More random python observations from a perl programmer

Andrew Csillag andrew at starmedia.net
Thu Aug 19 16:31:02 EDT 1999


Tom Christiansen wrote:
>
> As for the tuple thing, why can I say
> 
>     print "You have $%0.2f bucks" % (4.5/100)
> 
> How is that a singleton tuple? 
It's not.  For format strings, if the item (here 4.5/100) is a single
thing, the items need not be a tuple. i.e.

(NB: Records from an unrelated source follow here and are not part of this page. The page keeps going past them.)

#[async_trait]
impl ToolHandler for RemoveFromCart {
    fn definition(&self) -> ToolDefinition {
        ToolDefinition::new("remove_from_cart", "Remove an item from the cart entirely.")
            .param(ParamDef::required("product_id", ParamType::String, "Product ID"))
    }

    async fn call(&self, ctx: &ToolContext, params: Params) -> Result<ResponseEnvelope> {
        let p: RemoveParams = params.parse()?;
        if let Some(env) = require_login(ctx).await {
            return Ok(env);
        }
        validate_id(&p.product_id, "product_id")?;
        match ctx.client.remove_cart_item(&p.product_id).await {
            Ok(cart) => Ok(ResponseEnvelope::success("Item removed from your cart.")
                .with_data(json!({"cart": cart}))),
            Err(err) => recover(ctx, err, &not_in_cart(&p.product_id)).await,
        }
    }
}

// =============================================================================
// clear_cart
// =============================================================================

#[derive(Debug)]
pub struct ClearCart;

#[async_trait]
impl ToolHandler for ClearCart {
    fn definition(&self) -> ToolDefinition {
        ToolDefinition::new("clear_cart", "Remove every item from the cart.")
    }

    async fn call(&self, ctx: &ToolContext, _params: Params) -> Result<ResponseEnvelope> {
        if let Some(env) = require_login(ctx).await {
            return Ok(env);
        }
        match ctx.client.clear_cart().await {
            Ok(cart) => Ok(ResponseEnvelope::success("Your cart is now empty.")
                .with_data(json!({"cart": cart}))),
            Err(err) => recover(ctx, err, "No cart found.").await,
        }
    }
}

   "You have $%0.2f bucks" % 234.234

but if you want more than one item to be formatted, you have to use a
tuple

   "you're name is %s and you have $%0.2f" % ("Tom", 234.234)

> Don't I have to use
> a trailing comma?  It won't let me!  Why is
> 
>     print "You have $%0.2f bucks" % (4.5/100,)
> 
> illegal, 
No, it's perfectly fine.  Didn't try it, I guess.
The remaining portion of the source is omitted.